(Excerpts from a dataset)
★ ★ ★ ★ ★ ★ ★

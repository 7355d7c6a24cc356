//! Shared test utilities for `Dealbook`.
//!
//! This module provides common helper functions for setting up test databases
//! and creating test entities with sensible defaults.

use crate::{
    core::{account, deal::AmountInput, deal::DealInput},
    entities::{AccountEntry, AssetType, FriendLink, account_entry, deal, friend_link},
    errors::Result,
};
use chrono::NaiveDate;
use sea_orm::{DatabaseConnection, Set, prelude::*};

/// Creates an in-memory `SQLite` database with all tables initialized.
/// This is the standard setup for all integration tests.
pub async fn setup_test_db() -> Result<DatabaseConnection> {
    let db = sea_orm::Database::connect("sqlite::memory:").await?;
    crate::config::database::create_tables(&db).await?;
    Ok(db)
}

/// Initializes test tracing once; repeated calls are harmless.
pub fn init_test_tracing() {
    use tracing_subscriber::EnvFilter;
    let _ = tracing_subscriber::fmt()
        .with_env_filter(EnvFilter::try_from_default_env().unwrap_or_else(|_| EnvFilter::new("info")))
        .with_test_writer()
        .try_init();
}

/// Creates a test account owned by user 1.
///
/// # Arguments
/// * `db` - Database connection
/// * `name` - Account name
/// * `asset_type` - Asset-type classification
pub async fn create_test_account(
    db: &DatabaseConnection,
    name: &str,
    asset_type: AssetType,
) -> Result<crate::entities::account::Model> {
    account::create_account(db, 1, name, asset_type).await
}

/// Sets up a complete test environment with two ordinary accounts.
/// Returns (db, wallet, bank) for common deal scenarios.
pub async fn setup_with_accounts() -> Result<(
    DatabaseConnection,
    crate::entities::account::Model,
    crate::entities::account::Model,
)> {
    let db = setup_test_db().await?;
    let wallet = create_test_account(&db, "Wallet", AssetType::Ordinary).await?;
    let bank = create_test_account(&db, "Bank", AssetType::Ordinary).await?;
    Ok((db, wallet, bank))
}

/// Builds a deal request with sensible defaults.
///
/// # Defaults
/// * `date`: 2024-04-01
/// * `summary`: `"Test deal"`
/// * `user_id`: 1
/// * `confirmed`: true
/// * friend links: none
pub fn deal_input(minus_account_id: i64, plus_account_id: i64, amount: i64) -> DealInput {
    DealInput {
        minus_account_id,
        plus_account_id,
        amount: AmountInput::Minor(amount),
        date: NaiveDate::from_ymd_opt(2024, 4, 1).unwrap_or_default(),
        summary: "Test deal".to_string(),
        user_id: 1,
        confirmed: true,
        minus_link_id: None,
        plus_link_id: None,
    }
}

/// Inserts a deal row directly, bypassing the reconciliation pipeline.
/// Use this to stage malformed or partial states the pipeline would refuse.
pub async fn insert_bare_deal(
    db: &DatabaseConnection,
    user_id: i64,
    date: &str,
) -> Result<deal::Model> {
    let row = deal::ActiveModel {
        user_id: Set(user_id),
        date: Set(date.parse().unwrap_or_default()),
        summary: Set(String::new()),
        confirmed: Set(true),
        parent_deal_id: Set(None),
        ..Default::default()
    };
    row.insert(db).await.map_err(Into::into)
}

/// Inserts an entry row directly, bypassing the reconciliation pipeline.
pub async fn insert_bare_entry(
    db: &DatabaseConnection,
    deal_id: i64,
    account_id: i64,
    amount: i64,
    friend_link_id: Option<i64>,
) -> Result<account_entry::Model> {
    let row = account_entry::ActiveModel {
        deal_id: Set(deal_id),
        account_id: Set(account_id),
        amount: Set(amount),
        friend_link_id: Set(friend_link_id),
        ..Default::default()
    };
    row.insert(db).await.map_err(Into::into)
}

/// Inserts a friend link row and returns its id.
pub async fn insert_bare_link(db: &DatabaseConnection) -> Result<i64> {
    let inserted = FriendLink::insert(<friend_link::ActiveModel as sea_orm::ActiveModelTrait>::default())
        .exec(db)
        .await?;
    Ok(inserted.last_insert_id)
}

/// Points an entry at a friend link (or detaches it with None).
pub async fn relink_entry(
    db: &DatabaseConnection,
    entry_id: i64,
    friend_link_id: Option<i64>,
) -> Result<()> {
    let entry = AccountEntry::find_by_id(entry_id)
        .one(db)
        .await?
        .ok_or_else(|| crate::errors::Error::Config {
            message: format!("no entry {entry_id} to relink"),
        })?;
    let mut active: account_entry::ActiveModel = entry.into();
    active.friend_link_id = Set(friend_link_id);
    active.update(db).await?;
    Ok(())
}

★ ★ ★ ★ ★ ★ ★

__Exercise__
I'd like the entries above reproduced in full, exactly as they stand.

__Finished exercise__
repository 7355d7c6a24cc356
//! Shared test utilities for `Dealbook`.
//!
//! This module provides common helper functions for setting up test databases
//! and creating test entities with sensible defaults.

use crate::{
    core::{account, deal::AmountInput, deal::DealInput},
    entities::{AccountEntry, AssetType, FriendLink, account_entry, deal, friend_link},
    errors::Result,
};
use chrono::NaiveDate;
use sea_orm::{DatabaseConnection, Set, prelude::*};

/// Creates an in-memory `SQLite` database with all tables initialized.
/// This is the standard setup for all integration tests.
pub async fn setup_test_db() -> Result<DatabaseConnection> {
    let db = sea_orm::Database::connect("sqlite::memory:").await?;
    crate::config::database::create_tables(&db).await?;
    Ok(db)
}

/// Initializes test tracing once; repeated calls are harmless.
pub fn init_test_tracing() {
    use tracing_subscriber::EnvFilter;
    let _ = tracing_subscriber::fmt()
        .with_env_filter(EnvFilter::try_from_default_env().unwrap_or_else(|_| EnvFilter::new("info")))
        .with_test_writer()
        .try_init();
}

/// Creates a test account owned by user 1.
///
/// # Arguments
/// * `db` - Database connection
/// * `name` - Account name
/// * `asset_type` - Asset-type classification
pub async fn create_test_account(
    db: &DatabaseConnection,
    name: &str,
    asset_type: AssetType,
) -> Result<crate::entities::account::Model> {
    account::create_account(db, 1, name, asset_type).await
}

/// Sets up a complete test environment with two ordinary accounts.
/// Returns (db, wallet, bank) for common deal scenarios.
pub async fn setup_with_accounts() -> Result<(
    DatabaseConnection,
    crate::entities::account::Model,
    crate::entities::account::Model,
)> {
    let db = setup_test_db().await?;
    let wallet = create_test_account(&db, "Wallet", AssetType::Ordinary).await?;
    let bank = create_test_account(&db, "Bank", AssetType::Ordinary).await?;
    Ok((db, wallet, bank))
}

/// Builds a deal request with sensible defaults.
///
/// # Defaults
/// * `date`: 2024-04-01
/// * `summary`: `"Test deal"`
/// * `user_id`: 1
/// * `confirmed`: true
/// * friend links: none
pub fn deal_input(minus_account_id: i64, plus_account_id: i64, amount: i64) -> DealInput {
    DealInput {
        minus_account_id,
        plus_account_id,
        amount: AmountInput::Minor(amount),
        date: NaiveDate::from_ymd_opt(2024, 4, 1).unwrap_or_default(),
        summary: "Test deal".to_string(),
        user_id: 1,
        confirmed: true,
        minus_link_id: None,
        plus_link_id: None,
    }
}

/// Inserts a deal row directly, bypassing the reconciliation pipeline.
/// Use this to stage malformed or partial states the pipeline would refuse.
pub async fn insert_bare_deal(
    db: &DatabaseConnection,
    user_id: i64,
    date: &str,
) -> Result<deal::Model> {
    let row = deal::ActiveModel {
        user_id: Set(user_id),
        date: Set(date.parse().unwrap_or_default()),
        summary: Set(String::new()),
        confirmed: Set(true),
        parent_deal_id: Set(None),
        ..Default::default()
    };
    row.insert(db).await.map_err(Into::into)
}

/// Inserts an entry row directly, bypassing the reconciliation pipeline.
pub async fn insert_bare_entry(
    db: &DatabaseConnection,
    deal_id: i64,
    account_id: i64,
    amount: i64,
    friend_link_id: Option<i64>,
) -> Result<account_entry::Model> {
    let row = account_entry::ActiveModel {
        deal_id: Set(deal_id),
        account_id: Set(account_id),
        amount: Set(amount),
        friend_link_id: Set(friend_link_id),
        ..Default::default()
    };
    row.insert(db).await.map_err(Into::into)
}

/// Inserts a friend link row and returns its id.
pub async fn insert_bare_link(db: &DatabaseConnection) -> Result<i64> {
    let inserted = FriendLink::insert(<friend_link::ActiveModel as sea_orm::ActiveModelTrait>::default())
        .exec(db)
        .await?;
    Ok(inserted.last_insert_id)
}

/// Points an entry at a friend link (or detaches it with None).
pub async fn relink_entry(
    db: &DatabaseConnection,
    entry_id: i64,
    friend_link_id: Option<i64>,
) -> Result<()> {
    let entry = AccountEntry::find_by_id(entry_id)
        .one(db)
        .await?
        .ok_or_else(|| crate::errors::Error::Config {
            message: format!("no entry {entry_id} to relink"),
        })?;
    let mut active: account_entry::ActiveModel = entry.into();
    active.friend_link_id = Set(friend_link_id);
    active.update(db).await?;
    Ok(())
}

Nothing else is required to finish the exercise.